(Dataset records begins)

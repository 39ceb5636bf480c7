use std::fmt;

use artistpulse_common::{FailurePolicy, Record, Table};
use serde::Serialize;
use thiserror::Error;

/// Result type alias for aggregation operations.
pub type Result<T> = std::result::Result<T, AggregatorError>;

/// The upstream service a failure came from.
#[derive(Debug, Clone, Copy, PartialEq, Eq, Hash, Serialize)]
#[serde(rename_all = "snake_case")]
pub enum Provider {
    Catalog,
    Video,
    Forum,
    Events,
    Trends,
}

impl fmt::Display for Provider {
    fn fmt(&self, f: &mut fmt::Formatter<'_>) -> fmt::Result {
        let name = match self {
            Provider::Catalog => "catalog",
            Provider::Video => "video",
            Provider::Forum => "forum",
            Provider::Events => "events",
            Provider::Trends => "trends",
        };
        f.write_str(name)
    }
}

#[derive(Debug, Error)]
pub enum AggregatorError {
    #[error("Invalid artist name: {0:?}")]
    InvalidArtistName(String),

    #[error("No catalog artist matches {0:?}")]
    IdentityNotFound(String),

    #[error("{provider} provider call failed: {source}")]
    ProviderCall {
        provider: Provider,
        #[source]
        source: anyhow::Error,
    },

    #[error("Malformed {provider} response: {message}")]
    MalformedUpstreamShape { provider: Provider, message: String },
}

impl AggregatorError {
    pub fn provider_call(provider: Provider, source: anyhow::Error) -> Self {
        AggregatorError::ProviderCall { provider, source }
    }

    pub fn malformed(provider: Provider, message: impl Into<String>) -> Self {
        AggregatorError::MalformedUpstreamShape {
            provider,
            message: message.into(),
        }
    }

    /// The provider responsible, for upstream failures.
    pub fn provider(&self) -> Option<Provider> {
        match self {
            AggregatorError::ProviderCall { provider, .. }
            | AggregatorError::MalformedUpstreamShape { provider, .. } => Some(*provider),
            _ => None,
        }
    }
}

/// Apply the failure policy to a fetch result. Under `Degrade`, upstream
/// failures are logged and replaced by an empty table; caller errors such as
/// an invalid name always pass through.
pub(crate) fn settle<R: Record>(policy: FailurePolicy, result: Result<Table<R>>) -> Result<Table<R>> {
    match result {
        Err(err) if policy == FailurePolicy::Degrade => match err.provider() {
            Some(provider) => {
                tracing::warn!(%provider, table = R::TABLE, error = %err, "Provider failed, returning empty table");
                Ok(Table::empty())
            }
            None => Err(err),
        },
        other => other,
    }
}
pub mod aggregator;
pub mod error;
pub mod fetchers;
pub mod normalize;
pub mod sentiment;
pub mod traits;
pub mod views;

#[cfg(any(test, feature = "test-support"))]
pub mod testing;

pub use aggregator::{AggregatorOptions, ArtistProfileAggregator, FetchFailure, ProfileSnapshot, Providers};
pub use error::{AggregatorError, Provider, Result};
pub use fetchers::{
    CatalogMetricsFetcher, EventListingsFetcher, IdentityResolver, SearchTrendFetcher,
    SocialSentimentFetcher, VideoChannelStatsFetcher,
};
pub use sentiment::{SentimentScorer, VaderScorer};
use std::sync::Arc;

use axum::{
    http::{header, HeaderValue},
    routing::get,
    Router,
};
use tower_http::set_header::SetResponseHeaderLayer;

use artistpulse_aggregator::{AggregatorOptions, Providers};

pub mod dashboard;
pub mod rest;

pub struct AppState {
    pub providers: Providers,
    pub options: AggregatorOptions,
}

pub fn router(state: Arc<AppState>) -> Router {
    Router::new()
        // Health check
        .route("/", get(|| async { "ok" }))
        // REST API
        .route("/api/artists/{name}", get(rest::api_artist_overview))
        .route("/api/artists/{name}/tracks", get(rest::api_artist_tracks))
        .route("/api/artists/{name}/channel", get(rest::api_artist_channel))
        .route("/api/artists/{name}/comments", get(rest::api_artist_comments))
        .route("/api/artists/{name}/events", get(rest::api_artist_events))
        .route("/api/artists/{name}/trends", get(rest::api_artist_trends))
        .route("/api/artists/{name}/snapshot", get(rest::api_artist_snapshot))
        .with_state(state)
        // CORS
        .layer(
            tower_http::cors::CorsLayer::new()
                .allow_origin(tower_http::cors::Any)
                .allow_methods(tower_http::cors::Any)
                .allow_headers(tower_http::cors::Any),
        )
        // Upstream data changes constantly; never cache
        .layer(SetResponseHeaderLayer::overriding(
            header::CACHE_CONTROL,
            HeaderValue::from_static("no-store"),
        ))
        // Logging layer: method + path + status + latency
        .layer(
            tower_http::trace::TraceLayer::new_for_http().make_span_with(
                |request: &axum::http::Request<_>| {
                    tracing::info_span!(
                        "http_request",
                        method = %request.method(),
                        path = %request.uri().path(),
                    )
                },
            ),
        )
}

(Dataset records ends)

What to work on = Reproduce every line of the entries above, unchanged, from the very first one down to and including the line containing "#[derive(Debug, Clone, Copy, PartialEq, Eq, Hash, Serialize)]".

Solution for this exercise =
repository 39ceb5636bf480c7
use std::fmt;

use artistpulse_common::{FailurePolicy, Record, Table};
use serde::Serialize;
use thiserror::Error;

/// Result type alias for aggregation operations.
pub type Result<T> = std::result::Result<T, AggregatorError>;

/// The upstream service a failure came from.
#[derive(Debug, Clone, Copy, PartialEq, Eq, Hash, Serialize)]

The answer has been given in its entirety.